Baan: License Scheme Costs Everyone
Netherlands based Baan, the ERP vendor has a license scheme that
makes everyone who uses their software lose huge amounts of
time and money.
I have installed several Baan systems and every system has had a
problem running when trying to validate the license when upgrading the
system or changing license user numbers or whatever. The license
process has many complicated steps, puts a "brand" file under the root
directory and has several keys and codes that are about 40
characters long and needs root access.
Inevitably the complex license and validation process has a problem.
The software refuses to work properly and the customer has their
internal help desk flooded with problems, costing money and time.
Sometimes the system stops and customers have hundreds of employees
idled and money evaporates away.
When the licensing finally works any PC client that drops off the
network or reboots will put a license seat into oblivion. There is
no way to get back the license lost without stopping the license
server needed for every screen in Baan. This make the 7x24 service
a myth. Batch jobs die. Users scream. All so Baan can
inflate the number of licenses sold to the customer.
This bad license scheme causes customer service calls and
the baffled Baan support staff almost always ask for root
access to the customer system, which violates the customer's security.
This must cost Baan a lot of money and bad publicity. The customers
perceive the Baan product as far worse than it already is because
of down time caused by the stupidly complex licensing scheme.
A far simpler license scheme is needed. One with few steps and
fewer keys and codes. FlexLM is a common package for many applications
that realize that licenses are better run with a common API than a
homegrown botched mess. Baan has already realized a customer is
better off using a real database (Informix or Oracle) under Baan
than that cheezy Baan developed database (Triton).

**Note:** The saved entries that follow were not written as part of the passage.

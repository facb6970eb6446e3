//! Reification inference.
//!
//! Image metadata (extent, format, sample count, mip/layer counts) flows
//! between everything that shares storage: along write chains, across slices
//! (parent to children and back) and through convergences. The pass iterates
//! to a fixed point, then replaces resolved PLACEHOLDER construct arguments
//! with constants. Attachments that still have no extent afterwards are
//! caught by the executor's framebuffer sweep.

use fxhash::FxHashMap;

use crate::error::Result;
use crate::format::Format;
use crate::ir::link::Links;
use crate::ir::value::{eval_owned, Value};
use crate::ir::{IRModule, NodeKey, NodeKind, Ref};
use crate::resource::Extent3D;

#[derive(Copy, Clone, Debug, Default, PartialEq)]
struct ImageMeta {
    extent: Option<Extent3D>,
    format: Option<Format>,
    samples: Option<u32>,
    levels: Option<u32>,
    layers: Option<u32>,
}

impl ImageMeta {
    /// Take fields from `other` that we don't know yet. Returns true on
    /// progress.
    fn absorb(&mut self, other: &ImageMeta) -> bool {
        let mut progress = false;
        if self.extent.is_none() && other.extent.is_some() {
            self.extent = other.extent;
            progress = true;
        }
        if self.format.is_none() && other.format.is_some() {
            self.format = other.format;
            progress = true;
        }
        if self.samples.is_none() && other.samples.is_some() {
            self.samples = other.samples;
            progress = true;
        }
        progress
    }

    /// Like `absorb`, but mip/layer structure too (same-storage only).
    fn absorb_all(&mut self, other: &ImageMeta) -> bool {
        let mut progress = self.absorb(other);
        if self.levels.is_none() && other.levels.is_some() {
            self.levels = other.levels;
            progress = true;
        }
        if self.layers.is_none() && other.layers.is_some() {
            self.layers = other.layers;
            progress = true;
        }
        progress
    }
}

// construct argument positions of the image composite
const F_EXTENT: usize = 4;
const F_FORMAT: usize = 5;
const F_SAMPLES: usize = 6;
const F_LEVELS: usize = 7;
const F_LAYERS: usize = 8;

fn seed_from_construct(module: &IRModule, key: NodeKey) -> ImageMeta {
    let mut meta = ImageMeta::default();
    if let NodeKind::Construct { args } = &module.node(key).kind {
        let field = |i: usize| args.get(i).copied();
        if let Some(r) = field(F_EXTENT) {
            if let Ok(v) = eval_owned(module, r) {
                meta.extent = v.as_extent();
            }
        }
        if let Some(r) = field(F_FORMAT) {
            if let Ok(v) = eval_owned(module, r) {
                meta.format = v.as_format();
            }
        }
        if let Some(r) = field(F_SAMPLES) {
            if let Ok(v) = eval_owned(module, r) {
                meta.samples = v.as_u64().map(|v| v as u32);
            }
        }
        if let Some(r) = field(F_LEVELS) {
            if let Ok(v) = eval_owned(module, r) {
                meta.levels = v.as_u64().map(|v| v as u32);
            }
        }
        if let Some(r) = field(F_LAYERS) {
            if let Ok(v) = eval_owned(module, r) {
                meta.layers = v.as_u64().map(|v| v as u32);
            }
        }
    }
    meta
}

fn seed_from_image(img: &crate::resource::ImageAttachment) -> ImageMeta {
    ImageMeta {
        extent: if img.extent.is_zero() {
            None
        } else {
            Some(img.extent)
        },
        format: if img.format == Format::Undefined {
            None
        } else {
            Some(img.format)
        },
        samples: Some(img.samples.max(1)),
        levels: Some(img.level_count.max(1)),
        layers: Some(img.layer_count.max(1)),
    }
}

pub(crate) fn run(
    module: &mut IRModule,
    nodes: &[NodeKey],
    links: &Links,
    new_nodes: &mut Vec<NodeKey>,
) -> Result<()> {
    // metadata per storage, keyed by chain head
    let mut metas: FxHashMap<Ref, ImageMeta> = FxHashMap::default();

    let head_of = |r: Ref| -> Option<Ref> {
        if links.try_link(r).is_some() {
            Some(links.chain_head(r))
        } else {
            None
        }
    };

    // seed
    for &key in nodes {
        match &module.node(key).kind {
            NodeKind::Construct { .. } if module.types.is_imageview(module.node(key).ty[0]) => {
                let seed = seed_from_construct(module, key);
                if let Some(h) = head_of(Ref::new(key, 0)) {
                    metas.entry(h).or_default().absorb_all(&seed);
                }
            }
            NodeKind::Acquire { values } => {
                for (i, v) in values.iter().enumerate() {
                    if let Value::Image(img) = v {
                        if let Some(h) = head_of(Ref::new(key, i as u32)) {
                            metas.entry(h).or_default().absorb_all(&seed_from_image(img));
                        }
                    }
                }
            }
            NodeKind::AcquireNextImage { swapchain } => {
                if let Ok(Value::Swapchain(sw)) = eval_owned(module, *swapchain) {
                    if let Some(img) = sw.images.first() {
                        let mut seed = seed_from_image(img);
                        seed.extent = Some(Extent3D::new(sw.extent.width, sw.extent.height, 1));
                        if let Some(h) = head_of(Ref::new(key, 0)) {
                            metas.entry(h).or_default().absorb_all(&seed);
                        }
                    }
                }
            }
            _ => {}
        }
    }

    // propagate across storage-sharing edges to a fixed point
    let mut rounds = 0;
    loop {
        let mut progress = false;
        for &key in nodes {
            match &module.node(key).kind {
                NodeKind::Slice { src, .. } => {
                    let parent = match head_of(*src) {
                        Some(h) => h,
                        None => continue,
                    };
                    for i in 0..3u32 {
                        let child = match head_of(Ref::new(key, i)) {
                            Some(h) => h,
                            None => continue,
                        };
                        if child == parent {
                            continue;
                        }
                        let p = metas.get(&parent).copied().unwrap_or_default();
                        let c = metas.get(&child).copied().unwrap_or_default();
                        progress |= metas.entry(child).or_default().absorb(&p);
                        progress |= metas.entry(parent).or_default().absorb(&c);
                    }
                }
                NodeKind::Converge { diverged } => {
                    let out = match head_of(Ref::new(key, 0)) {
                        Some(h) => h,
                        None => continue,
                    };
                    for d in diverged.iter() {
                        let input = match head_of(*d) {
                            Some(h) => h,
                            None => continue,
                        };
                        if input == out {
                            continue;
                        }
                        let a = metas.get(&out).copied().unwrap_or_default();
                        let b = metas.get(&input).copied().unwrap_or_default();
                        progress |= metas.entry(input).or_default().absorb(&a);
                        progress |= metas.entry(out).or_default().absorb(&b);
                    }
                }
                _ => {}
            }
        }
        rounds += 1;
        if !progress {
            break;
        }
    }
    log::debug!("reify: fixed point after {} rounds", rounds);

    // write resolved fields back into placeholder construct arguments
    for &key in nodes {
        if !matches!(module.node(key).kind, NodeKind::Construct { .. })
            || !module.types.is_imageview(module.node(key).ty[0])
        {
            continue;
        }
        let head = match head_of(Ref::new(key, 0)) {
            Some(h) => h,
            None => continue,
        };
        let meta = match metas.get(&head) {
            Some(m) => *m,
            None => continue,
        };

        let args: Vec<Ref> = match &module.node(key).kind {
            NodeKind::Construct { args } => args.iter().copied().collect(),
            _ => unreachable!(),
        };
        let mut fill = |module: &mut IRModule, slot: usize, value: Option<Value>| {
            let (arg, value) = match (args.get(slot), value) {
                (Some(a), Some(v)) => (*a, v),
                _ => return None,
            };
            if !matches!(module.node(arg.node).kind, NodeKind::Placeholder) {
                return None;
            }
            let ty = module.ref_ty(arg);
            let c = module.make_constant(ty, value);
            Some((slot, c))
        };

        let mut fills: Vec<(usize, Ref)> = Vec::new();
        if let Some(f) = fill(module, F_EXTENT, meta.extent.map(Value::Extent)) {
            fills.push(f);
        }
        if let Some(f) = fill(module, F_FORMAT, meta.format.map(Value::Format)) {
            fills.push(f);
        }
        if let Some(f) = fill(module, F_SAMPLES, meta.samples.map(|s| Value::U64(s as u64))) {
            fills.push(f);
        }
        if let Some(f) = fill(module, F_LEVELS, meta.levels.map(|s| Value::U64(s as u64))) {
            fills.push(f);
        }
        if let Some(f) = fill(module, F_LAYERS, meta.layers.map(|s| Value::U64(s as u64))) {
            fills.push(f);
        }

        for (slot, c) in fills {
            new_nodes.push(c.node);
            if let NodeKind::Construct { args } = &mut module.node_mut(key).kind {
                args[slot] = c;
            }
        }
    }

    Ok(())
}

Baan does not seem to understand that its product has system
administration problems when it requires root access to stop
and start; that it should not hide brand files under the root
directory; that dead license seats are not easily fixed.
Maybe Baan's current business troubles are partly
caused by obvious system administration problems that Baan has
never addressed. These problems cut profits by inflating support
costs and make their software look stupid.
The worst of it is that the problems described above are
trivial to fix.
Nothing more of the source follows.